Since then, with the advent of video, and increasingly sophisticated means for working with music and images, artists have been able to develop this art form even further, to make works in the spirit of visual music without requiring a team of technicians to do so. Thus the concept of visual music can be traced through art history from the beginning of the twentieth century until the present day. The exhibition is made up of three parts: First, the historical background to the art form is established through its main pioneers – Viking Eggeling, Thomas Wilfred, Oskar Fischinger and John and James Whitney. The second part of the exhibition consists of new installation, Trajectories, that combines video work by Sigurður Guðjónsson and an electronic/piano composition by Anna Þorvaldsdóttir, Decore (aurae) by the artist Dodda Maggý and works by the American artist Jeremy Blake. The third and final section curated by Jón Proppé, consists of about forty smaller works that illustrate the relationship between music and abstract art in Iceland.
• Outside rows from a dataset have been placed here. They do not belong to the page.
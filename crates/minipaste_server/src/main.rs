//! minipaste server entrypoint.

use minipaste_server::{
    config::{env_flag_enabled, Config},
    serve_router, AppState, PasteStore, DEFAULT_PORT,
};
use tracing_subscriber::{layer::SubscriberExt, util::SubscriberInitExt};

#[derive(Debug, Default, Clone, Copy, PartialEq, Eq)]
struct CliFlags {
    help: bool,
}

fn parse_cli_flags(args: &[String]) -> anyhow::Result<CliFlags> {
    let mut flags = CliFlags::default();
    for arg in args.iter().skip(1) {
        match arg.as_str() {
            "--help" | "-h" => flags.help = true,
            value if value.starts_with('-') => {
                anyhow::bail!(
                    "Unknown option: '{}'. Use --help to see supported options.",
                    value
                );
            }
            value => {
                anyhow::bail!(
                    "Unexpected positional argument: '{}'. Use --help to see supported options.",
                    value
                );
            }
        }
    }
    Ok(flags)
}

#[tokio::main]
async fn main() -> anyhow::Result<()> {
    tracing_subscriber::registry()
        .with(
            tracing_subscriber::EnvFilter::try_from_default_env().unwrap_or_else(|_| {
                "minipaste=info,minipaste_server=info,minipaste_core=info,tower_http=warn".into()
            }),
        )
        .with(tracing_subscriber::fmt::layer())
        .init();

    let args: Vec<String> = std::env::args().collect();
    let cli_flags = parse_cli_flags(&args)?;

    if cli_flags.help {
        print_help();
        return Ok(());
    }

    let config = Config::from_env();
    let store = PasteStore::open(&config.data_dir, config.id_length)?;
    tracing::info!(
        "Storing pastes in {} (id length {}, max size {} bytes)",
        store.dir().display(),
        config.id_length,
        config.max_paste_size
    );

    let state = AppState::new(config.clone(), store);

    let allow_public = env_flag_enabled("ALLOW_PUBLIC_ACCESS");
    if allow_public {
        tracing::warn!("Public access enabled - server will accept requests from any origin");
    }

    let bind_addr = minipaste_server::resolve_bind_address(&config, allow_public);
    if !bind_addr.ip().is_loopback() {
        tracing::warn!(
            "Binding to non-localhost address: {} - ensure proper security measures are in place",
            bind_addr
        );
    }

    let listener = tokio::net::TcpListener::bind(bind_addr).await?;
    let actual_addr = listener.local_addr().unwrap_or(bind_addr);
    tracing::info!("minipaste running at http://{}", actual_addr);

    serve_router(listener, state, allow_public, shutdown_signal()).await?;
    tracing::info!("Server stopped");

    Ok(())
}

fn print_help() {
    println!("minipaste server\n");
    println!("Usage: minipaste [OPTIONS]\n");
    println!("Options:");
    println!("  --help            Show this help message");
    println!("\nEnvironment variables:");
    println!("  DATA_DIR          Paste data directory (default: data)");
    println!(
        "  PORT              Server port (default: {})",
        DEFAULT_PORT
    );
    println!("  MAX_PASTE_SIZE    Maximum paste size in bytes (default: 1MiB)");
    println!("  ID_LENGTH         Paste identifier length (default: 6)");
    println!("  ASSETS_DIR        Directory holding scripts/, styles/, images/ (default: .)");
    println!("  ALLOW_PUBLIC_ACCESS  Allow CORS from any origin and non-loopback binds");
    println!(
        "  BIND              Override bind address (e.g. 0.0.0.0:{})",
        DEFAULT_PORT
    );
}

async fn shutdown_signal() {
    let ctrl_c = async {
        if let Err(err) = tokio::signal::ctrl_c().await {
            tracing::error!("Failed to install Ctrl+C handler: {}", err);
            std::future::pending::<()>().await;
        }
    };

    #[cfg(unix)]
    let terminate = async {
        match tokio::signal::unix::signal(tokio::signal::unix::SignalKind::terminate()) {
            Ok(mut signal) => {
                signal.recv().await;
            }
            Err(err) => {
                tracing::error!("Failed to install SIGTERM handler: {}", err);
                std::future::pending::<()>().await;
            }
        }
    };

    #[cfg(not(unix))]
    let terminate = std::future::pending::<()>();

    tokio::select! {
        _ = ctrl_c => {},
        _ = terminate => {},
    }
    tracing::info!("Shutdown signal received");
}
The exhibition is organized in collaboration with the Reykjavik Centre for Visual Music and will open at the inaugural Reykjavik Visual Music Festival, which will be held at the Harpa Concert Hall from January 30–February 2, 2014 (www.rcvm.is). The new work by Sigurður Guðjónsson and Anna Þorvaldsdóttir was commissioned specifically for the festival by the Reykjavik Centre for Visual Music. The exhibition and the festival are funded by Friðrik Steinn Kristjánsson through the Silfurberg Art Fund.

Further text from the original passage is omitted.